This leads to the second crucial question raised by Monday’s amendment – that of how the High Court will view the new legal situation.
In this regard, it is worth looking back at the Tal Law, which provided a legal framework for haredi men to indefinitely postpone their military service until they reached the age of exemption, and at the reasons why the High Court declared it incommensurate with Israel’s basic laws.
The court said in 2012, that while there had been an increase in the number of haredi men enlisting to military or civilian service, the rate of increase was insufficient given the legal inequalities the Tal Law generated.
“Legislation that perpetuates the gaps and flaws of the lack of equality, to the extent which they currently exist, cannot be upheld,” wrote then-Supreme Court president Dorit Beinisch in the 2012 ruling.
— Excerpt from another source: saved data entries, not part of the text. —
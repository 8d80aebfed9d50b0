// SPDX-License-Identifier: Apache-2.0
// Copyright Open Network Fabric Authors

//! Address arithmetic for the overlay topology.
//!
//! Owns the fixed join-subnet constants, the scan that picks the next
//! free router address in the join pool, and the derivation of the two
//! endpoint addresses of a node's private subnet. Everything here is
//! pure; reading the set of claimed addresses out of the store is the
//! caller's concern.

#![deny(clippy::all, clippy::pedantic)]
#![forbid(unsafe_code)]

pub mod mac;

pub use mac::Mac;

use ipnet::Ipv4Net;
use std::collections::HashSet;
use std::net::Ipv4Addr;

/// Address held by the distributed router's port on the join switch.
pub const DISTRIBUTED_ROUTER_JOIN_IP: Ipv4Addr = Ipv4Addr::new(100, 64, 1, 1);

/// Join address the distributed router's default route points at.
///
/// This is the conventional address of the first gateway router; the
/// route is not re-derived per gateway (see DESIGN.md).
pub const GATEWAY_DEFAULT_JOIN_IP: Ipv4Addr = Ipv4Addr::new(100, 64, 1, 2);

/// The fixed subnet of the join switch interconnecting the distributed
/// router with every gateway router.
#[must_use]
pub fn join_subnet() -> Ipv4Net {
    Ipv4Net::new(Ipv4Addr::new(100, 64, 1, 0), 24).unwrap_or_else(|_| unreachable!())
}

/// Failures of the pure address computations.
#[derive(Debug, PartialEq, Eq, thiserror::Error)]
pub enum IpamError {
    /// Every candidate address in the join pool is already claimed.
    #[error("join address pool {0} is exhausted")]
    PoolExhausted(Ipv4Net),
    /// The subnet cannot hold a router and a host endpoint.
    #[error("subnet {0} is too small to hold router and host endpoints")]
    SubnetTooSmall(Ipv4Net),
}

/// Pick the next free address in the join pool.
///
/// Scans candidates from the second usable address of the join subnet
/// upward (the first usable address is reserved for the distributed
/// router) and returns the first one not present in `used`.
///
/// Deterministic: the same `used` set always yields the same answer.
/// The scan and the caller's subsequent claim are not atomic; two nodes
/// initializing concurrently can race for the same address (accepted,
/// see DESIGN.md).
///
/// # Errors
///
/// [`IpamError::PoolExhausted`] when every candidate is claimed.
pub fn next_join_ip(used: &HashSet<Ipv4Addr>) -> Result<Ipv4Addr, IpamError> {
    let pool = join_subnet();
    pool.hosts()
        .filter(|addr| *addr != DISTRIBUTED_ROUTER_JOIN_IP)
        .find(|addr| !used.contains(addr))
        .ok_or(IpamError::PoolExhausted(pool))
}

/// Derive the router-side and host-side endpoint addresses of a node's
/// private subnet: the first and second usable addresses, in that order.
///
/// # Errors
///
/// [`IpamError::SubnetTooSmall`] when the subnet has fewer than two
/// usable addresses.
pub fn subnet_endpoints(subnet: Ipv4Net) -> Result<(Ipv4Addr, Ipv4Addr), IpamError> {
    let mut hosts = subnet.hosts();
    match (hosts.next(), hosts.next()) {
        (Some(router), Some(host)) => Ok((router, host)),
        _ => Err(IpamError::SubnetTooSmall(subnet)),
    }
}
In 2011, the last full year for which the High Court could see haredi enlistment statistics for their 2012 ruling, 1,282 ultra-Orthodox men enlisted to the IDF and 1,089 enlisted to the civilian service, totaling 2,371 haredi military or civilian service recruits.
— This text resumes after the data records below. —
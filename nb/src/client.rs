// SPDX-License-Identifier: Apache-2.0
// Copyright Open Network Fabric Authors

//! Typed client over an [`NbTransport`].
//!
//! [`Nb`] owns response parsing: bare output rows, quoted scalars and
//! bracketed sets all normalize to plain tokens before workflows see
//! them. Not-found is an explicit `None`, never a sentinel string.

use crate::request::{Clause, NbRequest, NbTable};
use crate::NbError;
use ipam::Mac;
use std::net::Ipv4Addr;
use tracing::debug;

/// Transport seam for the northbound store.
///
/// Implementations execute one typed request and answer raw output:
/// the production transport spawns the store client binary, the testing
/// transport interprets the request against in-memory tables.
pub trait NbTransport {
    /// Execute one request, answering its raw output.
    fn run(&self, request: &NbRequest) -> Result<String, NbError>;
}

/// Typed client for the northbound store.
#[derive(Debug)]
pub struct Nb<T> {
    transport: T,
}

/// Strip quoting and set brackets from a raw store value and split it
/// into plain tokens.
fn tokens(raw: &str) -> Vec<String> {
    raw.split(|c: char| c.is_whitespace() || c == ',')
        .map(|tok| tok.trim_matches(|c| c == '[' || c == ']' || c == '"'))
        .filter(|tok| !tok.is_empty())
        .map(str::to_string)
        .collect()
}

impl<T: NbTransport> Nb<T> {
    /// Wrap a transport.
    #[must_use]
    pub fn new(transport: T) -> Self {
        Nb { transport }
    }

    /// Access the underlying transport.
    #[must_use]
    pub fn transport(&self) -> &T {
        &self.transport
    }

    fn run(&self, request: &NbRequest) -> Result<String, NbError> {
        debug!("nb: {:?}", request.to_args().join(" "));
        self.transport.run(request)
    }

    /// Find the uuid of the first record matching all clauses.
    pub fn find_uuid(
        &self,
        table: NbTable,
        clauses: Vec<Clause>,
    ) -> Result<Option<String>, NbError> {
        let raw = self.run(&NbRequest::Find {
            table,
            column: "_uuid".to_string(),
            clauses,
        })?;
        Ok(tokens(&raw).into_iter().next())
    }

    /// Return one column of every record matching all clauses, set
    /// values flattened to individual tokens.
    pub fn find_values(
        &self,
        table: NbTable,
        column: &str,
        clauses: Vec<Clause>,
    ) -> Result<Vec<String>, NbError> {
        let raw = self.run(&NbRequest::Find {
            table,
            column: column.to_string(),
            clauses,
        })?;
        Ok(tokens(&raw))
    }

    /// Read one field of one record; `None` when the record is absent
    /// or the field is empty.
    pub fn get_field(
        &self,
        table: NbTable,
        record: &str,
        column: &str,
    ) -> Result<Option<String>, NbError> {
        let raw = self.run(&NbRequest::Get {
            table,
            record: record.to_string(),
            column: column.to_string(),
        })?;
        let toks = tokens(&raw);
        if toks.is_empty() {
            return Ok(None);
        }
        Ok(Some(toks.join(" ")))
    }

    /// Create a record, answering its uuid.
    pub fn create(&self, table: NbTable, fields: &[(&str, &str)]) -> Result<String, NbError> {
        let raw = self.run(&NbRequest::Create {
            table,
            fields: owned(fields),
        })?;
        tokens(&raw)
            .into_iter()
            .next()
            .ok_or_else(|| NbError::BadResponse(format!("create {table} answered no uuid")))
    }

    /// Overwrite fields of an existing record.
    pub fn set(&self, table: NbTable, record: &str, fields: &[(&str, &str)]) -> Result<(), NbError> {
        self.run(&NbRequest::Set {
            table,
            record: record.to_string(),
            fields: owned(fields),
        })?;
        Ok(())
    }

    /// Add a value to a set-valued column of an existing record.
    pub fn add(
        &self,
        table: NbTable,
        record: &str,
        column: &str,
        value: &str,
    ) -> Result<(), NbError> {
        self.run(&NbRequest::Add {
            table,
            record: record.to_string(),
            column: column.to_string(),
            value: value.to_string(),
        })?;
        Ok(())
    }

    /// Create a logical router if absent.
    pub fn lr_add(&self, name: &str) -> Result<(), NbError> {
        self.run(&NbRequest::LrAdd {
            name: name.to_string(),
        })?;
        Ok(())
    }

    /// Create a logical switch if absent.
    pub fn ls_add(&self, name: &str) -> Result<(), NbError> {
        self.run(&NbRequest::LsAdd {
            name: name.to_string(),
        })?;
        Ok(())
    }

    /// Create a router port if absent.
    pub fn lrp_add(&self, router: &str, port: &str, mac: Mac, network: &str) -> Result<(), NbError> {
        self.run(&NbRequest::LrpAdd {
            router: router.to_string(),
            port: port.to_string(),
            mac,
            network: network.to_string(),
        })?;
        Ok(())
    }

    /// Create a switch port if absent.
    pub fn lsp_add(&self, switch: &str, port: &str) -> Result<(), NbError> {
        self.run(&NbRequest::LspAdd {
            switch: switch.to_string(),
            port: port.to_string(),
        })?;
        Ok(())
    }

    /// Replace the address set of a switch port.
    pub fn lsp_set_addresses(&self, port: &str, addresses: &[String]) -> Result<(), NbError> {
        self.run(&NbRequest::LspSetAddresses {
            port: port.to_string(),
            addresses: addresses.to_vec(),
        })?;
        Ok(())
    }

    /// Install a destination route on a router if absent.
    pub fn lr_route_add(
        &self,
        router: &str,
        prefix: &str,
        nexthop: Ipv4Addr,
        out_port: Option<&str>,
    ) -> Result<(), NbError> {
        self.run(&NbRequest::LrRouteAdd {
            router: router.to_string(),
            prefix: prefix.to_string(),
            nexthop,
            out_port: out_port.map(str::to_string),
            src_policy: false,
        })?;
        Ok(())
    }

    /// Install a source-scoped (rampout) route on a router if absent.
    pub fn lr_route_add_src(
        &self,
        router: &str,
        prefix: &str,
        nexthop: Ipv4Addr,
    ) -> Result<(), NbError> {
        self.run(&NbRequest::LrRouteAdd {
            router: router.to_string(),
            prefix: prefix.to_string(),
            nexthop,
            out_port: None,
            src_policy: true,
        })?;
        Ok(())
    }

    /// Install a SNAT rule on a router if absent.
    pub fn lr_nat_add_snat(
        &self,
        router: &str,
        external_ip: Ipv4Addr,
        logical_net: &str,
    ) -> Result<(), NbError> {
        self.run(&NbRequest::LrNatAddSnat {
            router: router.to_string(),
            external_ip,
            logical_net: logical_net.to_string(),
        })?;
        Ok(())
    }
}

fn owned(fields: &[(&str, &str)]) -> Vec<(String, String)> {
    fields
        .iter()
        .map(|(k, v)| ((*k).to_string(), (*v).to_string()))
        .collect()
}

#[cfg(test)]
mod tests {
    use super::*;
    use pretty_assertions::assert_eq;
    use std::cell::RefCell;

    /// Transport canned with one response, recording the request.
    struct Canned {
        response: String,
        seen: RefCell<Vec<NbRequest>>,
    }

    impl Canned {
        fn new(response: &str) -> Self {
            Canned {
                response: response.to_string(),
                seen: RefCell::new(Vec::new()),
            }
        }
    }

    impl NbTransport for Canned {
        fn run(&self, request: &NbRequest) -> Result<String, NbError> {
            self.seen.borrow_mut().push(request.clone());
            Ok(self.response.clone())
        }
    }

    #[test]
    fn get_field_normalizes_quoted_scalar() {
        let nb = Nb::new(Canned::new("\"0a:58:01:02:03:04\"\n"));
        let got = nb
            .get_field(NbTable::LogicalRouterPort, "rtoj-GR_g1", "mac")
            .unwrap();
        assert_eq!(got, Some("0a:58:01:02:03:04".to_string()));
    }

    #[test]
    fn get_field_normalizes_bracketed_set() {
        let nb = Nb::new(Canned::new("[\"100.64.1.3/24\"]"));
        let got = nb
            .get_field(NbTable::LogicalRouterPort, "rtoj-GR_g1", "networks")
            .unwrap();
        assert_eq!(got, Some("100.64.1.3/24".to_string()));
    }

    #[test]
    fn get_field_maps_absence_to_none() {
        for empty in ["", "\n", "[]"] {
            let nb = Nb::new(Canned::new(empty));
            let got = nb
                .get_field(NbTable::LogicalRouterPort, "rtoj-GR_g1", "networks")
                .unwrap();
            assert_eq!(got, None, "for raw {empty:?}");
        }
    }

    #[test]
    fn find_values_flattens_rows_and_sets() {
        let nb = Nb::new(Canned::new("100.64.1.1/24\n100.64.1.2/24 100.64.1.3/24\n"));
        let got = nb
            .find_values(
                NbTable::LogicalRouterPort,
                "networks",
                vec![Clause::eq("external_ids:connect-to-join", "yes")],
            )
            .unwrap();
        assert_eq!(got, ["100.64.1.1/24", "100.64.1.2/24", "100.64.1.3/24"]);
    }

    #[test]
    fn find_uuid_takes_first_row() {
        let nb = Nb::new(Canned::new("uuid-1\nuuid-2\n"));
        let got = nb.find_uuid(NbTable::LogicalRouter, vec![]).unwrap();
        assert_eq!(got, Some("uuid-1".to_string()));
    }

    #[test]
    fn create_without_uuid_is_bad_response() {
        let nb = Nb::new(Canned::new(""));
        let err = nb.create(NbTable::LoadBalancer, &[]).unwrap_err();
        assert!(matches!(err, NbError::BadResponse(_)));
    }
}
This was just under 30% of the potential draft.
Bearing in mind the 30% rate of haredi enlistment in 2012 when the Tal Law was declared unconstitutional and the 33% rate of enlistment today, it seems highly unlikely that the High Court will deem the new amendment – which to all intents and purposes removes the legal obligation for haredi men to perform national service – commensurate with the requirements of equality before the law.
Additionally, the terms of the amendment state that the Defense Minister is responsible for setting enlistment targets and, if those enlistment targets are not met after 2020, the Defense Minister will be able to exempt a full-time yeshiva student over the age of 21 “while paying attention to the enlistment targets.”
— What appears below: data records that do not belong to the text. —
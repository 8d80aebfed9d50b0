// SPDX-License-Identifier: Apache-2.0
// Copyright Open Network Fabric Authors

//! In-memory northbound store for tests.
//!
//! [`FakeNb`] interprets every [`NbRequest`] against plain tables with
//! the same create-if-absent / if-exists semantics the real store
//! client provides, so workflow tests can run end-to-end and assert the
//! final store state. Only the semantics this tool relies on are
//! modeled.

use crate::client::NbTransport;
use crate::request::{Clause, NbRequest, NbTable};
use crate::NbError;
use std::collections::{BTreeMap, BTreeSet, HashMap};
use std::sync::Mutex;

/// Columns holding sets rather than scalars.
const SET_COLUMNS: [&str; 2] = ["load_balancer", "addresses"];

/// One record of the fake store.
#[derive(Debug, Clone, Default, PartialEq, Eq)]
pub struct Row {
    /// Record id.
    pub uuid: String,
    /// Scalar columns, map entries flattened to `map:key` form.
    pub fields: BTreeMap<String, String>,
    /// Set-valued columns.
    pub sets: BTreeMap<String, BTreeSet<String>>,
}

impl Row {
    /// The record's `name` column.
    #[must_use]
    pub fn name(&self) -> Option<&str> {
        self.field("name")
    }

    /// A scalar column or flattened map entry.
    #[must_use]
    pub fn field(&self, column: &str) -> Option<&str> {
        self.fields.get(column).map(String::as_str)
    }

    fn column_text(&self, column: &str) -> String {
        if column == "_uuid" {
            return self.uuid.clone();
        }
        if let Some(value) = self.fields.get(column) {
            return value.clone();
        }
        if let Some(set) = self.sets.get(column) {
            return set.iter().cloned().collect::<Vec<_>>().join(" ");
        }
        String::new()
    }

    fn matches(&self, clause: &Clause) -> bool {
        match clause {
            Clause::Eq { column, value } => {
                self.fields.get(column) == Some(value)
                    || self.sets.get(column).is_some_and(|s| s.contains(value))
            }
            Clause::NotEmpty { column } => {
                self.fields.get(column).is_some_and(|v| !v.is_empty())
                    || self.sets.get(column).is_some_and(|s| !s.is_empty())
            }
        }
    }
}

#[derive(Debug, Default)]
struct State {
    tables: HashMap<NbTable, Vec<Row>>,
    next_id: u64,
}

impl State {
    fn new_uuid(&mut self) -> String {
        self.next_id += 1;
        format!("uuid-{}", self.next_id)
    }

    fn rows(&mut self, table: NbTable) -> &mut Vec<Row> {
        self.tables.entry(table).or_default()
    }

    fn lookup(&mut self, table: NbTable, record: &str) -> Option<&mut Row> {
        self.rows(table)
            .iter_mut()
            .find(|row| row.uuid == record || row.name() == Some(record))
    }

    fn require(&mut self, table: NbTable, record: &str) -> Result<&mut Row, NbError> {
        if self.lookup(table, record).is_none() {
            return Err(NbError::NoSuchRecord {
                table,
                record: record.to_string(),
            });
        }
        Ok(self
            .lookup(table, record)
            .unwrap_or_else(|| unreachable!()))
    }

    fn insert_named(&mut self, table: NbTable, name: &str) -> bool {
        if self.lookup(table, name).is_some() {
            return false;
        }
        let uuid = self.new_uuid();
        let mut row = Row {
            uuid,
            ..Row::default()
        };
        row.fields.insert("name".to_string(), name.to_string());
        self.rows(table).push(row);
        true
    }

    fn apply_field(row: &mut Row, column: &str, value: &str) {
        if SET_COLUMNS.contains(&column) {
            row.sets
                .insert(column.to_string(), BTreeSet::from([value.to_string()]));
        } else {
            row.fields.insert(column.to_string(), value.to_string());
        }
    }
}

/// In-memory transport interpreting northbound requests.
#[derive(Debug, Default)]
pub struct FakeNb {
    state: Mutex<State>,
}

impl FakeNb {
    /// Empty store.
    #[must_use]
    pub fn new() -> Self {
        FakeNb::default()
    }

    /// Clone of every row of a table.
    #[must_use]
    pub fn rows(&self, table: NbTable) -> Vec<Row> {
        let mut state = self.lock();
        state.rows(table).clone()
    }

    /// Clone of the named record of a table.
    #[must_use]
    pub fn row_by_name(&self, table: NbTable, name: &str) -> Option<Row> {
        let mut state = self.lock();
        state.lookup(table, name).map(|row| row.clone())
    }

    /// Number of rows in a table.
    #[must_use]
    pub fn count(&self, table: NbTable) -> usize {
        self.rows(table).len()
    }

    /// Full copy of the store, for whole-state idempotence comparisons.
    #[must_use]
    pub fn snapshot(&self) -> HashMap<NbTable, Vec<Row>> {
        self.lock().tables.clone()
    }

    fn lock(&self) -> std::sync::MutexGuard<'_, State> {
        self.state.lock().expect("fake store poisoned")
    }
}

impl NbTransport for FakeNb {
    #[allow(clippy::too_many_lines)]
    fn run(&self, request: &NbRequest) -> Result<String, NbError> {
        let mut state = self.lock();
        match request {
            NbRequest::Find {
                table,
                column,
                clauses,
            } => {
                let out: Vec<String> = state
                    .rows(*table)
                    .iter()
                    .filter(|row| clauses.iter().all(|c| row.matches(c)))
                    .map(|row| row.column_text(column))
                    .collect();
                Ok(out.join("\n"))
            }
            NbRequest::Get {
                table,
                record,
                column,
            } => match state.lookup(*table, record) {
                Some(row) => Ok(row.column_text(column)),
                None => Ok(String::new()),
            },
            NbRequest::Create { table, fields } => {
                let uuid = state.new_uuid();
                let mut row = Row {
                    uuid: uuid.clone(),
                    ..Row::default()
                };
                for (column, value) in fields {
                    State::apply_field(&mut row, column, value);
                }
                state.rows(*table).push(row);
                Ok(uuid)
            }
            NbRequest::Set {
                table,
                record,
                fields,
            } => {
                let row = state.require(*table, record)?;
                for (column, value) in fields {
                    State::apply_field(row, column, value);
                }
                Ok(String::new())
            }
            NbRequest::Add {
                table,
                record,
                column,
                value,
            } => {
                let row = state.require(*table, record)?;
                row.sets
                    .entry(column.clone())
                    .or_default()
                    .insert(value.clone());
                Ok(String::new())
            }
            NbRequest::LrAdd { name } => {
                state.insert_named(NbTable::LogicalRouter, name);
                Ok(String::new())
            }
            NbRequest::LsAdd { name } => {
                state.insert_named(NbTable::LogicalSwitch, name);
                Ok(String::new())
            }
            NbRequest::LrpAdd {
                router,
                port,
                mac,
                network,
            } => {
                state.require(NbTable::LogicalRouter, router)?;
                if state.insert_named(NbTable::LogicalRouterPort, port) {
                    let row = state.require(NbTable::LogicalRouterPort, port)?;
                    row.fields.insert("mac".to_string(), mac.to_string());
                    row.fields.insert("networks".to_string(), network.clone());
                    let port_uuid = row.uuid.clone();
                    let owner = state.require(NbTable::LogicalRouter, router)?;
                    owner
                        .sets
                        .entry("ports".to_string())
                        .or_default()
                        .insert(port_uuid);
                }
                Ok(String::new())
            }
            NbRequest::LspAdd { switch, port } => {
                state.require(NbTable::LogicalSwitch, switch)?;
                if state.insert_named(NbTable::LogicalSwitchPort, port) {
                    let port_uuid = state
                        .require(NbTable::LogicalSwitchPort, port)?
                        .uuid
                        .clone();
                    let owner = state.require(NbTable::LogicalSwitch, switch)?;
                    owner
                        .sets
                        .entry("ports".to_string())
                        .or_default()
                        .insert(port_uuid);
                }
                Ok(String::new())
            }
            NbRequest::LspSetAddresses { port, addresses } => {
                let row = state.require(NbTable::LogicalSwitchPort, port)?;
                row.sets
                    .insert("addresses".to_string(), addresses.iter().cloned().collect());
                Ok(String::new())
            }
            NbRequest::LrRouteAdd {
                router,
                prefix,
                nexthop,
                out_port,
                src_policy,
            } => {
                state.require(NbTable::LogicalRouter, router)?;
                let policy = if *src_policy { "src-ip" } else { "dst-ip" };
                let exists = state.rows(NbTable::LogicalRouterStaticRoute).iter().any(
                    |row| {
                        row.field("router") == Some(router)
                            && row.field("ip_prefix") == Some(prefix)
                            && row.field("policy") == Some(policy)
                    },
                );
                if !exists {
                    let uuid = state.new_uuid();
                    let mut row = Row {
                        uuid,
                        ..Row::default()
                    };
                    row.fields.insert("router".to_string(), router.clone());
                    row.fields.insert("ip_prefix".to_string(), prefix.clone());
                    row.fields
                        .insert("nexthop".to_string(), nexthop.to_string());
                    row.fields.insert("policy".to_string(), policy.to_string());
                    if let Some(port) = out_port {
                        row.fields.insert("output_port".to_string(), port.clone());
                    }
                    state.rows(NbTable::LogicalRouterStaticRoute).push(row);
                }
                Ok(String::new())
            }
            NbRequest::LrNatAddSnat {
                router,
                external_ip,
                logical_net,
            } => {
                state.require(NbTable::LogicalRouter, router)?;
                let exists = state.rows(NbTable::Nat).iter().any(|row| {
                    row.field("router") == Some(router)
                        && row.field("type") == Some("snat")
                        && row.field("logical_ip") == Some(logical_net)
                });
                if !exists {
                    let uuid = state.new_uuid();
                    let mut row = Row {
                        uuid,
                        ..Row::default()
                    };
                    row.fields.insert("router".to_string(), router.clone());
                    row.fields.insert("type".to_string(), "snat".to_string());
                    row.fields
                        .insert("external_ip".to_string(), external_ip.to_string());
                    row.fields
                        .insert("logical_ip".to_string(), logical_net.clone());
                    state.rows(NbTable::Nat).push(row);
                }
                Ok(String::new())
            }
        }
    }
}

#[cfg(test)]
mod tests {
    use super::*;
    use crate::client::Nb;
    use pretty_assertions::assert_eq;

    #[test]
    fn lr_add_is_idempotent() {
        let nb = Nb::new(FakeNb::new());
        nb.lr_add("cluster-router").unwrap();
        nb.lr_add("cluster-router").unwrap();
        assert_eq!(nb.transport().count(NbTable::LogicalRouter), 1);
    }

    #[test]
    fn lrp_add_requires_the_router() {
        let nb = Nb::new(FakeNb::new());
        let mac = "0a:58:01:02:03:04".parse().unwrap();
        let err = nb
            .lrp_add("missing", "rtos-m1", mac, "10.1.0.1/24")
            .unwrap_err();
        assert!(matches!(err, NbError::NoSuchRecord { .. }));
    }

    #[test]
    fn lrp_add_keeps_first_mac_on_rerun() {
        let nb = Nb::new(FakeNb::new());
        nb.lr_add("cluster-router").unwrap();
        let first = "0a:58:01:02:03:04".parse().unwrap();
        let second = "0a:58:ff:ff:ff:ff".parse().unwrap();
        nb.lrp_add("cluster-router", "rtos-m1", first, "10.1.0.1/24")
            .unwrap();
        nb.lrp_add("cluster-router", "rtos-m1", second, "10.1.0.1/24")
            .unwrap();
        let got = nb
            .get_field(NbTable::LogicalRouterPort, "rtos-m1", "mac")
            .unwrap();
        assert_eq!(got, Some(first.to_string()));
    }

    #[test]
    fn find_matches_flattened_map_entries() {
        let nb = Nb::new(FakeNb::new());
        nb.create(
            NbTable::LoadBalancer,
            &[("external_ids:cluster-lb-tcp", "yes"), ("protocol", "tcp")],
        )
        .unwrap();
        let uuid = nb
            .find_uuid(
                NbTable::LoadBalancer,
                vec![Clause::eq("external_ids:cluster-lb-tcp", "yes")],
            )
            .unwrap();
        assert!(uuid.is_some());
    }

    #[test]
    fn set_then_add_builds_a_two_element_set() {
        let nb = Nb::new(FakeNb::new());
        nb.ls_add("m1").unwrap();
        nb.set(NbTable::LogicalSwitch, "m1", &[("load_balancer", "uuid-tcp")])
            .unwrap();
        nb.add(NbTable::LogicalSwitch, "m1", "load_balancer", "uuid-udp")
            .unwrap();
        let row = nb
            .transport()
            .row_by_name(NbTable::LogicalSwitch, "m1")
            .unwrap();
        assert_eq!(row.sets["load_balancer"].len(), 2);
    }

    #[test]
    fn routes_deduplicate_on_router_prefix_and_policy() {
        let nb = Nb::new(FakeNb::new());
        nb.lr_add("gr").unwrap();
        let hop = "100.64.1.1".parse().unwrap();
        nb.lr_route_add("gr", "10.0.0.0/14", hop, None).unwrap();
        nb.lr_route_add("gr", "10.0.0.0/14", hop, None).unwrap();
        nb.lr_route_add_src("gr", "10.0.0.0/14", hop).unwrap();
        assert_eq!(nb.transport().count(NbTable::LogicalRouterStaticRoute), 2);
    }
}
But the amendment provides no enlistment targets and no criteria by which the Defense Minister should make his decision, which would therefore make his deliberations subject to political considerations, such as if the haredi factions threaten to leave a government if mass exemptions are not provided.
This lack of criteria is another serious legal deficiency in the amendment, which will likely be seized upon by draft equality campaigners in their petitions to the High Court and be put under the microscope by the justices on the court.
Although the High Court may not chose to invalidate every aspect of the new amendment, it is likely to insist that changes are made to ensure greater equality in the drafting of Israeli citizens into national service.
And every time a new round of Knesset legislation begins, the issue of haredi enlistment gets dragged back into the headlines and the public debate, giving radical elements in haredi society fiercely against conscription the opportunity to incite against enlistment once again.
Although United Torah Judaism and the haredi leadership appear to have bested Lapid for the moment, it seems highly unlikely that they will have the last word.
The question then is how long it will take for the High Court of Justice to have its say.